*Goal of the exercise*:
What lines of the data below hold the string "impl"? Copy each one out.

*The data*:
use serde::{Deserialize, Serialize};
use tokio_util::sync::CancellationToken;

/// Body of a request to the generate endpoint
#[derive(Debug, Clone, PartialEq, Eq, Serialize, Deserialize)]
#[serde(untagged)]
pub enum GenerateRequest {
    /// A normal turn: `{"prompt": "..."}`
    Prompt { prompt: String },
    /// Conversation reset: `{"restart": true}`
    Restart { restart: bool },
}

impl GenerateRequest {
    pub fn prompt(prompt: impl Into<String>) -> Self {
        Self::Prompt { prompt: prompt.into() }
    }

    pub fn restart() -> Self {
        Self::Restart { restart: true }
    }

    pub fn is_restart(&self) -> bool {
        matches!(self, Self::Restart { restart: true })
    }
}

/// JSON payload of one `data:` frame
#[derive(Debug, Clone, Default, PartialEq, Eq, Deserialize)]
pub struct StreamPayload {
    #[serde(default)]
    pub text: Option<String>,
    #[serde(default)]
    pub error: Option<String>,
}

/// Token for cancelling an in-flight request and its stream
#[derive(Debug, Clone, Default)]
pub struct CancelToken {
    inner: CancellationToken,
}

impl CancelToken {
    pub fn new() -> Self {
        Self { inner: CancellationToken::new() }
    }

    pub fn is_cancelled(&self) -> bool {
        self.inner.is_cancelled()
    }

    pub fn cancel(&self) {
        self.inner.cancel();
    }

    /// Resolves once [`CancelToken::cancel`] has been called
    pub async fn cancelled(&self) {
        self.inner.cancelled().await
    }
}

#[cfg(test)]
mod tests {
    use super::*;

    #[test]
    fn test_generate_request_serialization() {
        let prompt = serde_json::to_string(&GenerateRequest::prompt("Hello")).unwrap();
        assert_eq!(prompt, r#"{"prompt":"Hello"}"#);

        let restart = serde_json::to_string(&GenerateRequest::restart()).unwrap();
        assert_eq!(restart, r#"{"restart":true}"#);
    }

    #[test]
    fn test_generate_request_is_restart() {
        assert!(GenerateRequest::restart().is_restart());
        assert!(!GenerateRequest::prompt("hi").is_restart());
    }

    #[test]
    fn test_stream_payload_fields() {
        let text: StreamPayload = serde_json::from_str(r#"{"text":"Hel"}"#).unwrap();
        assert_eq!(text.text.as_deref(), Some("Hel"));
        assert!(text.error.is_none());

        let error: StreamPayload = serde_json::from_str(r#"{"error":"boom"}"#).unwrap();
        assert_eq!(error.error.as_deref(), Some("boom"));

        let empty: StreamPayload = serde_json::from_str("{}").unwrap();
        assert_eq!(empty, StreamPayload::default());
    }

    #[tokio::test]
    async fn test_cancel_token() {
        let cancel = CancelToken::new();
        assert!(!cancel.is_cancelled());

        let clone = cancel.clone();
        cancel.cancel();
        assert!(clone.is_cancelled());
        clone.cancelled().await;
    }
}
//! Logging setup on top of the tracing ecosystem.
//!
//! # Environment Variables
//!
//! - `TIDINGS_LOG`: Filter directive (like `RUST_LOG`), e.g., `tidings_agent=debug`
//! - `TIDINGS_LOG_FORMAT`: Output format for stderr: `pretty`, `json`, `compact`
//! - `TIDINGS_LOG_DIR`: Directory for file logs (default `~/.tidings/logs`)
//!
//! # Example
//!
//! ```no_run
//! use tidings_core::logging::{self, LogSettings};
//!
//! let _guard = logging::init_logging(Some(LogSettings::default().with_level("debug")))?;
//! # Ok::<(), tidings_core::Error>(())
//! ```

use crate::Error;
use crate::config::LoggingConfig;
use std::env;
use std::io;
use std::path::PathBuf;
use tracing_appender::non_blocking::WorkerGuard;
use tracing_subscriber::{EnvFilter, Registry, fmt, layer::SubscriberExt, util::SubscriberInitExt};

/// Log output format for stderr.
#[derive(Debug, Clone, Copy, PartialEq, Eq, Default)]
pub enum LogFormat {
    /// Pretty, human-readable output with colors (default for TTY)
    #[default]
    Pretty,
    /// JSON output (one line per event)
    Json,
    /// Compact, single-line output
    Compact,
}

impl LogFormat {
    /// All available log formats.
    pub const VALUES: &[LogFormat] = &[LogFormat::Pretty, LogFormat::Json, LogFormat::Compact];

    /// Parse a log format from a string.
    pub fn parse_str(s: &str) -> Option<Self> {
        match s.to_lowercase().as_str() {
            "pretty" => Some(LogFormat::Pretty),
            "json" => Some(LogFormat::Json),
            "compact" => Some(LogFormat::Compact),
            _ => None,
        }
    }

    pub fn as_str(&self) -> &'static str {
        match self {
            LogFormat::Pretty => "pretty",
            LogFormat::Json => "json",
            LogFormat::Compact => "compact",
        }
    }
}

/// Resolved logging settings.
#[derive(Debug, Clone)]
pub struct LogSettings {
    /// Default filter directive for stderr output.
    pub level: String,
    /// Output format for stderr; `None` picks one from the terminal.
    pub format: Option<LogFormat>,
    /// Directory for the rolling JSON log file; `None` disables file output.
    pub file_dir: Option<PathBuf>,
}

impl Default for LogSettings {
    fn default() -> Self {
        Self { level: "warn".to_string(), format: None, file_dir: None }
    }
}

impl LogSettings {
    /// Build settings from the `[logging]` config section.
    pub fn from_config(config: &LoggingConfig) -> Result<Self, Error> {
        let file_dir = if config.file.enabled {
            match &config.file.directory {
                Some(dir) => Some(dir.clone()),
                None => Some(Self::default_log_dir()?),
            }
        } else {
            None
        };

        Ok(Self { level: config.level.clone(), format: LogFormat::parse_str(&config.format), file_dir })
    }

    pub fn with_level(mut self, level: impl Into<String>) -> Self {
        self.level = level.into();
        self
    }

    pub fn with_format(mut self, format: LogFormat) -> Self {
        self.format = Some(format);
        self
    }

    pub fn with_file_dir(mut self, dir: impl Into<PathBuf>) -> Self {
        self.file_dir = Some(dir.into());
        self
    }

    fn build_env_filter(&self) -> EnvFilter {
        let filter = env::var("TIDINGS_LOG")
            .ok()
            .or_else(|| env::var("RUST_LOG").ok())
            .unwrap_or_else(|| self.level.clone());

        EnvFilter::try_new(&filter).unwrap_or_else(|_| EnvFilter::new("warn"))
    }

    fn detect_format(&self) -> LogFormat {
        if let Ok(fmt_str) = env::var("TIDINGS_LOG_FORMAT")
            && let Some(fmt) = LogFormat::parse_str(&fmt_str)
        {
            return fmt;
        }

        if let Some(format) = self.format {
            return format;
        }

        if atty::is(atty::Stream::Stderr) { LogFormat::Pretty } else { LogFormat::Compact }
    }

    fn default_log_dir() -> Result<PathBuf, Error> {
        if let Ok(custom_dir) = env::var("TIDINGS_LOG_DIR") {
            return Ok(PathBuf::from(custom_dir));
        }

        let home = env::var("HOME")
            .or_else(|_| env::var("USERPROFILE"))
            .map_err(|_| Error::Config("Could not determine home directory".to_string()))?;

        Ok(PathBuf::from(home).join(".tidings").join("logs"))
    }
}

/// Initialize the global tracing subscriber.
///
/// Sets up an env-based filter, formatted stderr output and, when a file directory is
/// configured, a daily-rolling JSON log. The returned guard flushes the file writer and
/// must be kept alive for as long as file logging is wanted.
pub fn init_logging(settings: Option<LogSettings>) -> Result<Option<WorkerGuard>, Error> {
    let settings = settings.unwrap_or_default();
    let env_filter = settings.build_env_filter();
    let format = settings.detect_format();

    let registry = Registry::default().with(env_filter);

    let Some(log_dir) = &settings.file_dir else {
        let result = match format {
            LogFormat::Pretty => registry
                .with(fmt::layer().pretty().with_writer(io::stderr).with_ansi(true))
                .try_init(),
            LogFormat::Json => registry.with(fmt::layer().json().with_writer(io::stderr)).try_init(),
            LogFormat::Compact => registry.with(fmt::layer().compact().with_writer(io::stderr)).try_init(),
        };
        result.map_err(|e| Error::Config(format!("Failed to initialize logging: {}", e)))?;
        return Ok(None);
    };

    std::fs::create_dir_all(log_dir).map_err(|e| Error::Config(format!("Failed to create log directory: {}", e)))?;

    let file_appender = tracing_appender::rolling::daily(log_dir, "tidings.log");
    let (non_blocking, guard) = tracing_appender::non_blocking(file_appender);

    let result = match format {
        LogFormat::Pretty => registry
            .with(fmt::layer().pretty().with_writer(io::stderr).with_ansi(true))
            .with(fmt::layer().json().with_writer(non_blocking))
            .try_init(),
        LogFormat::Json => registry
            .with(fmt::layer().json().with_writer(io::stderr))
            .with(fmt::layer().json().with_writer(non_blocking))
            .try_init(),
        LogFormat::Compact => registry
            .with(fmt::layer().compact().with_writer(io::stderr))
            .with(fmt::layer().json().with_writer(non_blocking))
            .try_init(),
    };
    result.map_err(|e| Error::Config(format!("Failed to initialize logging: {}", e)))?;

    Ok(Some(guard))
}

/// Shorten user text before it goes into a log line.
pub fn redact_prompt(content: &str, max_chars: usize) -> String {
    let total = content.chars().count();
    if total <= max_chars {
        return content.to_string();
    }

    let mut truncated: String = content.chars().take(max_chars).collect();
    truncated.push_str(&format!("... ({} total chars)", total));
    truncated
}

*Solution to the problem*:
impl GenerateRequest {
    pub fn prompt(prompt: impl Into<String>) -> Self {
impl CancelToken {
impl LogFormat {
impl Default for LogSettings {
impl LogSettings {
    pub fn with_level(mut self, level: impl Into<String>) -> Self {
    pub fn with_file_dir(mut self, dir: impl Into<PathBuf>) -> Self {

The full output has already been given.